Sabato 6 ottobre 1973 era per Israele Jom Kippur, il giorno dell’espiazione e della penitenza, al termine della quale viene rinnovata la pubblica alleanza con Dio.
Ma l’atmosfera raccolta e rilassata nella quale tradizionalmente si svolge la grande festa ebraica, tra l’intimità della famiglia e il tempio, viene quell’anno drammaticamente interrotta.
Alle 13:50 truppe corazzate siriane attaccano in forze nel Golan e gli egiziani riescono ad attraversare il canale di Suez: per la prima volta dal 1967, il tricolore del Cairo torna a sventolare nel sinai. Ha così inizio il giorno più lungo nella pur difficile vita nello stato di Israele. L’inquietante guerra di Kippur vede tramontare il mito dell’invincibilità degli eserciti di Tel Aviv nonostante l’orgoglioso proclama del capo di Stato Maggiore israeliano Elazar (Spezzeremo loro le ossa); dopo la vittoria raggiunta faticosamente sul campo non è possibile come già nel 1967, vincere la pace.
Disorientata e insicura, l’opinione pubblica israeliana avverte con angoscia un’atmosfera di crescente solitudine e il suo smarrimento profondo finisce per rivolgersi contro la classe dirigente del paese: Elazar viene esonerato, Dayan si dimette, Golda Meir, stanca e delusa, lascia la carica di primo ministro e si ritira in Kibbutz. Nell’ottobre del 1974, a un anno di distanza dallo scoppio del conflitto, arafat, facendo suo un antico motto ebraico, annuncia minacciosamente: “arrivederci l’anno venturo a Gerusalemme”.
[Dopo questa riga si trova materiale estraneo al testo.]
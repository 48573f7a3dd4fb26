//! # Range Sampler
//!
//! Unbiased pseudo-random integer draws over a half-open interval.
//!
//! Taking `source % span` skews small values whenever the span does not
//! divide the source range evenly. The sampler here avoids that by rejection:
//! the 31-bit source range is partitioned into `span` equal-size bins, draws
//! falling into the leftover remainder are discarded, and an accepted draw is
//! mapped onto `[min, max)` by integer division.

use rand::rngs::StdRng;
use rand::RngCore;

/// Number of values the underlying source produces (31 uniform bits).
const SOURCE_RANGE: u64 = 1 << 31;

/// Returns a uniform pseudo-random integer in `[min, max)`.
///
/// If `min == max` the interval is degenerate and `max` is returned; this is
/// defined behavior, not an error. Assumes `0 <= min <= max < 2^31`.
///
/// # Examples
///
/// ```
/// use rand::SeedableRng;
/// use warren::generation::sample;
///
/// let mut rng = rand::rngs::StdRng::seed_from_u64(7);
/// let v = sample(&mut rng, 2, 9);
/// assert!((2..9).contains(&v));
/// assert_eq!(sample(&mut rng, 5, 5), 5);
/// ```
pub fn sample(rng: &mut StdRng, min: i32, max: i32) -> i32 {
    debug_assert!(0 <= min && min <= max);

    if min == max {
        return max;
    }

    let num_bins = (max - min) as u64;
    let bin_size = SOURCE_RANGE / num_bins;
    let defect = SOURCE_RANGE % num_bins;

    loop {
        // Top bit dropped so the draw is uniform over [0, 2^31)
        let x = (rng.next_u32() >> 1) as u64;
        if x < SOURCE_RANGE - defect {
            return (x / bin_size) as i32 + min;
        }
    }
}

#[cfg(test)]
mod tests {
    use super::*;
    use rand::SeedableRng;

    #[test]
    fn test_sample_stays_in_interval() {
        let mut rng = StdRng::seed_from_u64(42);
        for _ in 0..10_000 {
            let v = sample(&mut rng, 3, 17);
            assert!((3..17).contains(&v));
        }
    }

    #[test]
    fn test_sample_degenerate_interval_returns_max() {
        let mut rng = StdRng::seed_from_u64(42);
        assert_eq!(sample(&mut rng, 0, 0), 0);
        assert_eq!(sample(&mut rng, 9, 9), 9);
    }

    #[test]
    fn test_sample_single_value_interval() {
        let mut rng = StdRng::seed_from_u64(42);
        for _ in 0..100 {
            assert_eq!(sample(&mut rng, 4, 5), 4);
        }
    }

    #[test]
    fn test_sample_reaches_both_ends() {
        let mut rng = StdRng::seed_from_u64(1);
        let mut seen = [false; 5];
        for _ in 0..1_000 {
            seen[sample(&mut rng, 0, 5) as usize] = true;
        }
        assert!(seen.iter().all(|&s| s), "all of [0, 5) should occur: {:?}", seen);
    }

    #[test]
    fn test_sample_large_span() {
        let mut rng = StdRng::seed_from_u64(99);
        let max = i32::MAX;
        for _ in 0..1_000 {
            let v = sample(&mut rng, 0, max);
            assert!((0..max).contains(&v));
        }
    }
}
Israele è sola; ancora una volta dovrà prepararsi a guardare “la morte in faccia”.
Degory e Gurgand, profondi conoscitori della “questione israeliana”, in questo magistrale racconto-verità hanno saputo fondere l’osservazione di prima mano, la paziente raccolta di testimonianze e l’accurato esame di numerosi documenti in una vivida e brillante narrazione che ci rivela gli sconcertanti e sconosciuti retroscena del conflitto e le conseguenze sul piano internazionale.
Ne risulta un’insostituibile chiave interpretativa per conoscere e “vivere” dall’interno, nelle sue pieghe più profonde e riposte, il problema medio-orientale, nei cui nodi centrali apparentemente insolubili il lettore viene appassionatamente coinvolto.